It's game 7 of the NBA finals and a man makes his way to his seat at center court. He sits down and notices that the seat next to him is empty. He leans over and asks his neighbor if someone is sitting there. He responds, "No, the seat's empty." "The first man exclaims, "What?!? Who in their right mind would have a seat like this for the NBA finals and not use it?" The neighbor responds, "Well the seat is mine, but my wife passed away and this is the first NBA finals we haven't been together." The first man responds," I'm sorry to hear that. Wasn't there anyone else, a friend or relative, that could've taken that seat?" The neighbor responds, "No, they're all at the funeral."
Golfer: "I'd move heaven & earth to break 100 on this course." Caddy: "Try heaven; you've already moved most of the earth."

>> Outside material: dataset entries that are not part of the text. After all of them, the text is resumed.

//! Structured error types for the nucleo crates.

use thiserror::Error;

/// Unified error type for all nucleo operations.
#[derive(Debug, Clone, PartialEq, Eq, Error)]
pub enum NucleoError {
    /// A byte outside the alphabet of the sequence being constructed.
    #[error("invalid {alphabet} symbol {symbol:?} at position {position}")]
    InvalidSymbol {
        alphabet: &'static str,
        symbol: char,
        position: usize,
    },

    /// A string that is not one of the 64 RNA codons.
    #[error("unknown codon: {0:?}")]
    UnknownCodon(String),

    /// Invalid input (bad arguments, out-of-range values)
    #[error("invalid input: {0}")]
    InvalidInput(String),
}

/// Convenience alias used throughout the nucleo crates.
pub type Result<T> = std::result::Result<T, NucleoError>;
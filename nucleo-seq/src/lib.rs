//! DNA strand transforms, codon translation, and six-frame reading.
//!
//! Provides validated nucleotide sequence types and the transforms derived
//! from them:
//!
//! - **Alphabets** — [`DnaAlphabet`], [`RnaAlphabet`]
//! - **Sequences** — [`Dna`], [`Rna`] with complement, reverse complement,
//!   transcription and translation
//! - **Codons** — [`Codon`] and the standard [`GeneticCode`] (NCBI Table 1)
//! - **Reading frames** — [`ReadingFrame`], six-frame derivation and
//!   translation
//! - **ORF scanning** — [`find_orfs`], [`find_orfs_both_strands`]
//!
//! # Example
//!
//! ```
//! use nucleo_seq::{amino_acids_to_string, Dna};
//!
//! let dna = Dna::new(b"ATGATT").unwrap();
//! assert_eq!(dna.complement().as_str(), "TACTAA");
//! assert_eq!(dna.reverse_complement().as_str(), "AATCAT");
//! assert_eq!(dna.transcribe().as_str(), "AUGAUU");
//!
//! let codons: Vec<String> = dna.codons().iter().map(|c| c.to_string()).collect();
//! assert_eq!(codons, ["AUG", "AUU"]);
//!
//! // Stop codons are kept in the translation as "Stop"
//! let protein = Dna::new(b"ATGTAA").unwrap().translate();
//! assert_eq!(protein[1].symbol(), "Stop");
//! assert_eq!(amino_acids_to_string(&protein), "M*");
//!
//! let frames = dna.open_reading_frames();
//! assert_eq!(frames[1].as_str(), "TGATT");
//! ```

pub mod alphabet;
pub mod amino;
pub mod codon;
pub mod frame;
pub mod orf;
pub mod seq;
pub mod types;

pub use alphabet::{Alphabet, DnaAlphabet, RnaAlphabet};
pub use amino::{amino_acids_to_string, AminoAcid};
pub use codon::{Codon, GeneticCode};
pub use frame::{ReadingFrame, Strand};
pub use orf::{find_orfs, find_orfs_both_strands, OrfConfig, OrfHit};
pub use seq::ValidatedSeq;
pub use types::{Dna, Rna};

pub use nucleo_core::{NucleoError, Result};
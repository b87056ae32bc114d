//! Alphabet definitions for nucleotide sequence validation.
//!
//! Each alphabet is a zero-sized marker type that implements [`Alphabet`],
//! defining the set of valid bytes (uppercase) for a sequence type.

/// Trait for nucleotide alphabets.
///
/// Implementors define a fixed set of valid uppercase bytes and the
/// Watson-Crick pairing between them. Sequence constructors uppercase input
/// first, then validate against the alphabet.
pub trait Alphabet: Clone + 'static {
    /// Human-readable name (e.g. "DNA").
    const NAME: &'static str;

    /// The set of valid uppercase bytes.
    const VALID_BYTES: &'static [u8];

    /// Check whether a byte (assumed already uppercased) is valid.
    fn is_valid(b: u8) -> bool {
        Self::VALID_BYTES.contains(&b)
    }

    /// Base-pairing partner of a valid byte.
    fn complement(b: u8) -> u8;
}

/// Unambiguous DNA alphabet: `ACGT`.
#[derive(Debug, Clone, Copy, PartialEq, Eq, Hash)]
pub struct DnaAlphabet;

impl Alphabet for DnaAlphabet {
    const NAME: &'static str = "DNA";
    const VALID_BYTES: &'static [u8] = b"ACGT";

    fn complement(b: u8) -> u8 {
        match b {
            b'A' => b'T',
            b'T' => b'A',
            b'C' => b'G',
            b'G' => b'C',
            other => other,
        }
    }
}

/// Unambiguous RNA alphabet: `ACGU`.
#[derive(Debug, Clone, Copy, PartialEq, Eq, Hash)]
pub struct RnaAlphabet;

impl Alphabet for RnaAlphabet {
    const NAME: &'static str = "RNA";
    const VALID_BYTES: &'static [u8] = b"ACGU";

    fn complement(b: u8) -> u8 {
        match b {
            b'A' => b'U',
            b'U' => b'A',
            b'C' => b'G',
            b'G' => b'C',
            other => other,
        }
    }
}

#[cfg(test)]
mod tests {
    use super::*;

    #[test]
    fn dna_accepts_canonical_bases() {
        for &b in b"ACGT" {
            assert!(DnaAlphabet::is_valid(b), "DNA should accept {}", b as char);
        }
    }

    #[test]
    fn dna_rejects_u_and_ambiguity() {
        assert!(!DnaAlphabet::is_valid(b'U'));
        assert!(!DnaAlphabet::is_valid(b'N'));
        assert!(!DnaAlphabet::is_valid(b'a'));
    }

    #[test]
    fn rna_rejects_t() {
        assert!(!RnaAlphabet::is_valid(b'T'));
        assert!(RnaAlphabet::is_valid(b'U'));
    }

    #[test]
    fn complement_is_involution() {
        for &b in DnaAlphabet::VALID_BYTES {
            assert_eq!(DnaAlphabet::complement(DnaAlphabet::complement(b)), b);
        }
        for &b in RnaAlphabet::VALID_BYTES {
            assert_eq!(RnaAlphabet::complement(RnaAlphabet::complement(b)), b);
        }
    }

    #[test]
    fn complement_pairs() {
        assert_eq!(DnaAlphabet::complement(b'A'), b'T');
        assert_eq!(DnaAlphabet::complement(b'C'), b'G');
        assert_eq!(RnaAlphabet::complement(b'A'), b'U');
        assert_eq!(RnaAlphabet::complement(b'G'), b'C');
    }
}
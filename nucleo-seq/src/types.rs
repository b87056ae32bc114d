//! Concrete sequence type aliases and biologically meaningful operations.
//!
//! - [`Dna`] — complement, reverse complement, transcription, codons,
//!   translation, six-frame derivation
//! - [`Rna`] — complement, reverse complement, reverse transcription,
//!   codons, translation
//!
//! Every operation borrows its receiver and returns a freshly owned value.

use crate::alphabet::{DnaAlphabet, RnaAlphabet};
use crate::amino::AminoAcid;
use crate::codon::{self, Codon, GeneticCode};
use crate::frame::{ReadingFrame, Strand};
use crate::seq::ValidatedSeq;

/// A validated DNA sequence over `ACGT`.
pub type Dna = ValidatedSeq<DnaAlphabet>;

/// A validated RNA sequence over `ACGU`.
pub type Rna = ValidatedSeq<RnaAlphabet>;

// ---------------------------------------------------------------------------
// DNA methods
// ---------------------------------------------------------------------------

impl Dna {
    /// Complement strand, same orientation (`A<->T`, `C<->G`).
    pub fn complement(&self) -> Dna {
        self.complemented(false)
    }

    /// Reverse complement: the opposite strand read 5'->3'.
    pub fn reverse_complement(&self) -> Dna {
        self.complemented(true)
    }

    /// Transcribe DNA to RNA (T -> U).
    pub fn transcribe(&self) -> Rna {
        let rna: Vec<u8> = self
            .iter()
            .map(|&b| if b == b'T' { b'U' } else { b })
            .collect();
        Rna::from_validated(rna)
    }

    /// Codons of the transcribed sequence, trailing partial codon dropped.
    pub fn codons(&self) -> Vec<Codon> {
        self.transcribe().codons()
    }

    /// Translate with the standard genetic code, reading through stops.
    pub fn translate(&self) -> Vec<AminoAcid> {
        self.transcribe().translate()
    }

    /// Translate up to, not including, the first stop codon.
    pub fn translate_to_stop(&self) -> Vec<AminoAcid> {
        self.transcribe().translate_to_stop()
    }

    /// The six open reading frames: offsets 0, 1, 2 of this strand, then
    /// offsets 0, 1, 2 of the reverse complement.
    ///
    /// Offsets past the end yield empty sequences.
    pub fn open_reading_frames(&self) -> [Dna; 6] {
        let rc = self.reverse_complement();
        [
            self.skip(0),
            self.skip(1),
            self.skip(2),
            rc.skip(0),
            rc.skip(1),
            rc.skip(2),
        ]
    }

    /// The six frames paired with their [`ReadingFrame`] labels.
    pub fn reading_frames(&self) -> [(ReadingFrame, Dna); 6] {
        log::trace!("deriving six reading frames from {} bp", self.len());
        let [f0, f1, f2, r0, r1, r2] = self.open_reading_frames();
        let [a, b, c, d, e, f] = ReadingFrame::ALL;
        [(a, f0), (b, f1), (c, f2), (d, r0), (e, r1), (f, r2)]
    }

    /// A single reading frame.
    pub fn frame(&self, frame: ReadingFrame) -> Dna {
        match frame.strand() {
            Strand::Forward => self.skip(frame.offset()),
            Strand::Reverse => self.reverse_complement().skip(frame.offset()),
        }
    }

    /// Translation of each of the six frames, in [`ReadingFrame::ALL`] order.
    pub fn translate_frames(&self) -> [Vec<AminoAcid>; 6] {
        self.open_reading_frames().map(|frame| frame.translate())
    }
}

// ---------------------------------------------------------------------------
// RNA methods
// ---------------------------------------------------------------------------

impl Rna {
    /// Complement strand, same orientation (`A<->U`, `C<->G`).
    pub fn complement(&self) -> Rna {
        self.complemented(false)
    }

    /// Return the reverse complement.
    pub fn reverse_complement(&self) -> Rna {
        self.complemented(true)
    }

    /// Reverse-transcribe RNA to DNA (U -> T).
    pub fn reverse_transcribe(&self) -> Dna {
        let dna: Vec<u8> = self
            .iter()
            .map(|&b| if b == b'U' { b'T' } else { b })
            .collect();
        Dna::from_validated(dna)
    }

    /// Non-overlapping codons from index 0; trailing 1-2 bases are dropped.
    pub fn codons(&self) -> Vec<Codon> {
        codon::segment(self)
    }

    /// Translate RNA using the standard genetic code.
    ///
    /// Stop codons appear as [`AminoAcid::Stop`] and translation continues
    /// past them.
    pub fn translate(&self) -> Vec<AminoAcid> {
        GeneticCode::standard().translate_codons(&self.codons())
    }

    /// Translate up to, not including, the first stop codon.
    pub fn translate_to_stop(&self) -> Vec<AminoAcid> {
        GeneticCode::standard().translate_to_stop(&self.codons())
    }
}
//! Open Reading Frame (ORF) scanning.
//!
//! Scans the reading frames of a DNA sequence for coding stretches that
//! begin at a start codon (AUG by default) and run to the next in-frame
//! stop codon, or to the last full codon of the frame when no stop follows.

use crate::amino::AminoAcid;
use crate::codon::{Codon, GeneticCode};
use crate::frame::{ReadingFrame, Strand};
use crate::types::Dna;

/// Parameters for an ORF scan.
#[derive(Debug, Clone, PartialEq, Eq)]
#[cfg_attr(feature = "serde", derive(serde::Serialize, serde::Deserialize))]
pub struct OrfConfig {
    /// Minimum ORF length in nucleotides, stop codon included.
    pub min_length: usize,
    /// Codons that open an ORF.
    pub start_codons: Vec<Codon>,
    /// Report ORFs that reach the end of the frame without a stop codon.
    pub include_partial: bool,
}

impl Default for OrfConfig {
    fn default() -> Self {
        Self {
            min_length: 0,
            start_codons: GeneticCode::standard().start_codons(),
            include_partial: true,
        }
    }
}

impl OrfConfig {
    pub fn with_min_length(mut self, min_length: usize) -> Self {
        self.min_length = min_length;
        self
    }
}

/// One ORF found by a scan.
#[derive(Debug, Clone, PartialEq, Eq)]
#[cfg_attr(feature = "serde", derive(serde::Serialize, serde::Deserialize))]
pub struct OrfHit {
    /// Frame the ORF was read in.
    pub frame: ReadingFrame,
    /// Start position on the input sequence (0-indexed).
    pub start: usize,
    /// End position (exclusive) on the input sequence.
    pub end: usize,
    /// Nucleotides of the ORF as read on its own strand.
    pub sequence: Dna,
    /// Translation, ending in [`AminoAcid::Stop`] when `complete`.
    pub protein: Vec<AminoAcid>,
    /// Whether the ORF ends in a stop codon.
    pub complete: bool,
}

impl OrfHit {
    /// Length in nucleotides.
    pub fn len(&self) -> usize {
        self.end - self.start
    }

    pub fn is_empty(&self) -> bool {
        self.start == self.end
    }
}

/// Scan the three frames of one strand. `strand_seq` is the sequence as
/// read on that strand; `len` is the input length for coordinate mapping.
fn scan_strand(strand_seq: &Dna, strand: Strand, config: &OrfConfig, hits: &mut Vec<OrfHit>) {
    let code = GeneticCode::standard();
    let len = strand_seq.len();

    for frame in ReadingFrame::ALL.iter().filter(|f| f.strand() == strand) {
        let offset = frame.offset();
        let codons = strand_seq.skip(offset).codons();

        let mut emit = |first: usize, last: usize, complete: bool| {
            let local_start = offset + first * 3;
            let local_end = offset + last * 3;
            if local_end - local_start < config.min_length {
                return;
            }
            let (start, end) = match strand {
                Strand::Forward => (local_start, local_end),
                // Position `p` on the reverse complement is `len - p` on the input.
                Strand::Reverse => (len - local_end, len - local_start),
            };
            hits.push(OrfHit {
                frame: *frame,
                start,
                end,
                sequence: Dna::from_validated(strand_seq[local_start..local_end].to_vec()),
                protein: code.translate_codons(&codons[first..last]),
                complete,
            });
        };

        let mut orf_start: Option<usize> = None;
        for (i, &codon) in codons.iter().enumerate() {
            match orf_start {
                None if config.start_codons.contains(&codon) => orf_start = Some(i),
                Some(first) if code.is_stop(codon) => {
                    emit(first, i + 1, true);
                    orf_start = None;
                }
                _ => {}
            }
        }

        if let (Some(first), true) = (orf_start, config.include_partial) {
            emit(first, codons.len(), false);
        }
    }
}

/// Find ORFs in the three forward reading frames.
pub fn find_orfs(seq: &Dna, config: &OrfConfig) -> Vec<OrfHit> {
    let mut hits = Vec::new();
    scan_strand(seq, Strand::Forward, config, &mut hits);
    log::debug!("found {} forward ORFs in {} bp", hits.len(), seq.len());
    hits
}

/// Find ORFs in all six reading frames (forward + reverse complement).
///
/// Coordinates of reverse-strand hits refer to positions on the input
/// sequence; their `sequence` is read on the reverse strand.
pub fn find_orfs_both_strands(seq: &Dna, config: &OrfConfig) -> Vec<OrfHit> {
    let mut hits = Vec::new();
    scan_strand(seq, Strand::Forward, config, &mut hits);
    scan_strand(&seq.reverse_complement(), Strand::Reverse, config, &mut hits);
    log::debug!("found {} ORFs on both strands in {} bp", hits.len(), seq.len());
    hits
}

A Giants fan, a Padre fan, and a Dodger fan are climbing a mountain and arguing about who loves his team more. The Padre fan insists he's the most loyal. "This is for San Diego!" he yells and jumps off the side of the mountain. Not to be outdone, the Giants fan is next to profess his love for his team. He yells, "This is for San Francisco!" and pushes the Dodger fan off the mountain.
If at first you don't succeed, skydiving is not for you!
How many snowboarders does it take to screw in a lightbulb? 50: 3 to die trying, 1 to actually pull it off, and 46 other to say, "man, I could do that!"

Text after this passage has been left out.